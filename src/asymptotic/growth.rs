//! Monomial growth: products `n^a * m^b` with rational exponents.
//!
//! `Growth` is ordered by the product order: `a <= b` iff every exponent of `a` is `<=` the
//! matching exponent of `b` (a missing variable has exponent 0). For a single variable this is
//! the usual total order of `n^a`. `GrowthGroup` lists the variables a ring may use and is
//! parsed from strings such as `"n^QQ"` or `"k^QQ * m^QQ"`.
use std::cmp::Ordering;
use std::collections::BTreeMap;
use std::fmt;
use std::str::FromStr;

use itertools::Itertools;
use nom::{
    IResult, Parser,
    branch::alt,
    bytes::complete::tag,
    character::complete::{alpha1, alphanumeric1, char, multispace0},
    combinator::{all_consuming, recognize},
    multi::{many0, separated_list1},
    sequence::{delimited, pair, terminated},
};
use num::{BigRational, One, Signed, Zero};

use crate::asymptotic::errors::AsymptoticError;
use crate::symbolic::symbolic_engine::Expr;

#[derive(Clone, Debug, Default, PartialEq, Eq, Hash)]
pub struct Growth {
    // only nonzero exponents are stored
    exponents: BTreeMap<String, BigRational>,
}

impl Growth {
    /// the growth of constants
    pub fn one() -> Growth {
        Growth::default()
    }

    /// `var^exp`
    pub fn monomial(var: &str, exp: BigRational) -> Growth {
        let mut exponents = BTreeMap::new();
        if !exp.is_zero() {
            exponents.insert(var.to_string(), exp);
        }
        Growth { exponents }
    }

    pub fn is_one(&self) -> bool {
        self.exponents.is_empty()
    }

    pub fn exponent(&self, var: &str) -> BigRational {
        self.exponents
            .get(var)
            .cloned()
            .unwrap_or_else(BigRational::zero)
    }

    /// variables with a nonzero exponent
    pub fn variables(&self) -> impl Iterator<Item = &String> {
        self.exponents.keys()
    }

    fn from_map(map: BTreeMap<String, BigRational>) -> Growth {
        Growth {
            exponents: map.into_iter().filter(|(_, e)| !e.is_zero()).collect(),
        }
    }

    fn combine<F>(&self, other: &Growth, op: F) -> Growth
    where
        F: Fn(&BigRational, &BigRational) -> BigRational,
    {
        let mut map = BTreeMap::new();
        for var in self.exponents.keys().chain(other.exponents.keys()) {
            if !map.contains_key(var) {
                map.insert(var.clone(), op(&self.exponent(var), &other.exponent(var)));
            }
        }
        Growth::from_map(map)
    }

    pub fn mul(&self, other: &Growth) -> Growth {
        self.combine(other, |a, b| a + b)
    }

    pub fn div(&self, other: &Growth) -> Growth {
        self.combine(other, |a, b| a - b)
    }

    pub fn pow(&self, exp: &BigRational) -> Growth {
        Growth::from_map(
            self.exponents
                .iter()
                .map(|(var, e)| (var.clone(), e * exp))
                .collect(),
        )
    }

    pub fn recip(&self) -> Growth {
        Growth::one().div(self)
    }

    /// componentwise maximum, the least growth that is `>=` both
    pub fn join(&self, other: &Growth) -> Growth {
        self.combine(other, |a, b| a.max(b).clone())
    }

    /// componentwise minimum
    pub fn meet(&self, other: &Growth) -> Growth {
        self.combine(other, |a, b| a.min(b).clone())
    }

    /// sum of all exponents
    pub fn degree(&self) -> BigRational {
        self.exponents
            .values()
            .fold(BigRational::zero(), |acc, e| acc + e)
    }

    /// `n^a * m^b` as a symbolic expression
    pub fn to_expr(&self) -> Expr {
        self.exponents
            .iter()
            .map(|(var, e)| {
                let base = Expr::var(var);
                if e.is_one() {
                    base
                } else {
                    base.pow_rational(e.clone())
                }
            })
            .reduce(|acc, factor| acc * factor)
            .unwrap_or_else(Expr::one)
    }

    /// Value of the growth with every variable replaced by a number. The result is simplified,
    /// so radicals like `10^(1/2)` stay exact.
    pub fn evaluate_at(
        &self,
        values: &BTreeMap<String, BigRational>,
    ) -> Result<Expr, AsymptoticError> {
        let mut value = Expr::one();
        for (var, e) in &self.exponents {
            let x = values.get(var).ok_or_else(|| AsymptoticError::MissingThreshold {
                term: self.to_string(),
                variable: var.clone(),
            })?;
            value = value * Expr::Const(x.clone()).pow_rational(e.clone());
        }
        Ok(value.simplify()?)
    }

    /// Total order used to print summands: larger degree first, then the exponent vectors
    /// compared lexicographically.
    pub(crate) fn display_cmp(&self, other: &Growth) -> Ordering {
        other.degree().cmp(&self.degree()).then_with(|| {
            let vars: Vec<&String> = self
                .exponents
                .keys()
                .chain(other.exponents.keys())
                .sorted()
                .dedup()
                .collect();
            vars.iter()
                .map(|var| self.exponent(var).cmp(&other.exponent(var)))
                .find(|ord| *ord != Ordering::Equal)
                .unwrap_or(Ordering::Equal)
        })
    }
}

impl PartialOrd for Growth {
    fn partial_cmp(&self, other: &Growth) -> Option<Ordering> {
        let mut less = false;
        let mut greater = false;
        for var in self.exponents.keys().chain(other.exponents.keys()) {
            match self.exponent(var).cmp(&other.exponent(var)) {
                Ordering::Less => less = true,
                Ordering::Greater => greater = true,
                Ordering::Equal => {}
            }
        }
        match (less, greater) {
            (false, false) => Some(Ordering::Equal),
            (true, false) => Some(Ordering::Less),
            (false, true) => Some(Ordering::Greater),
            (true, true) => None,
        }
    }
}

impl fmt::Display for Growth {
    fn fmt(&self, f: &mut fmt::Formatter) -> fmt::Result {
        if self.is_one() {
            return write!(f, "1");
        }
        let factors = self.exponents.iter().map(|(var, e)| {
            if e.is_one() {
                var.clone()
            } else if e.is_integer() && e.is_positive() {
                format!("{}^{}", var, e)
            } else {
                format!("{}^({})", var, e)
            }
        });
        write!(f, "{}", factors.format("*"))
    }
}

/// The variables of an asymptotic ring, in declaration order.
#[derive(Clone, Debug, PartialEq, Eq)]
pub struct GrowthGroup {
    variables: Vec<String>,
}

impl GrowthGroup {
    pub fn new(variables: Vec<String>) -> Result<GrowthGroup, AsymptoticError> {
        if variables.is_empty() {
            return Err(AsymptoticError::Config("empty growth group".to_string()));
        }
        if variables.iter().duplicates().next().is_some() {
            return Err(AsymptoticError::Config(format!(
                "repeated variable in growth group {}",
                variables.join(", ")
            )));
        }
        Ok(GrowthGroup { variables })
    }

    pub fn variables(&self) -> &[String] {
        &self.variables
    }

    pub fn contains(&self, var: &str) -> bool {
        self.variables.iter().any(|v| v == var)
    }
}

impl fmt::Display for GrowthGroup {
    fn fmt(&self, f: &mut fmt::Formatter) -> fmt::Result {
        write!(
            f,
            "{}",
            self.variables.iter().map(|v| format!("{}^QQ", v)).format(" * ")
        )
    }
}

fn parse_variable(input: &str) -> IResult<&str, &str> {
    let mut parser = recognize(pair(
        alt((alpha1, tag("_"))),
        many0(alt((alphanumeric1, tag("_")))),
    ));
    parser.parse(input)
}

// factor := name '^' 'QQ'
fn parse_factor(input: &str) -> IResult<&str, &str> {
    let mut parser = terminated(
        delimited(multispace0, parse_variable, multispace0),
        (char('^'), multispace0, tag("QQ"), multispace0),
    );
    parser.parse(input)
}

impl FromStr for GrowthGroup {
    type Err = AsymptoticError;

    /// # Examples
    /// ```
    /// use RustedAsymptotics::asymptotic::growth::GrowthGroup;
    /// let group: GrowthGroup = "k^QQ * m^QQ".parse().unwrap();
    /// assert_eq!(group.variables(), ["k", "m"]);
    /// ```
    fn from_str(s: &str) -> Result<Self, Self::Err> {
        let mut parser = all_consuming(separated_list1(char('*'), parse_factor));
        let (_, names) = parser
            .parse(s)
            .map_err(|e| AsymptoticError::Config(format!("could not parse growth group {}: {}", s, e)))?;
        GrowthGroup::new(names.into_iter().map(String::from).collect())
    }
}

◆ **WHAT TO DO**:
Reproduce, exactly and with both ends included, every line from the one that contains "GrowthGroup::new(names.into_iter().map(String::from).collect())" to the end of the listing above.

◆ **RESPONSE BELOW**:
        GrowthGroup::new(names.into_iter().map(String::from).collect())
    }
}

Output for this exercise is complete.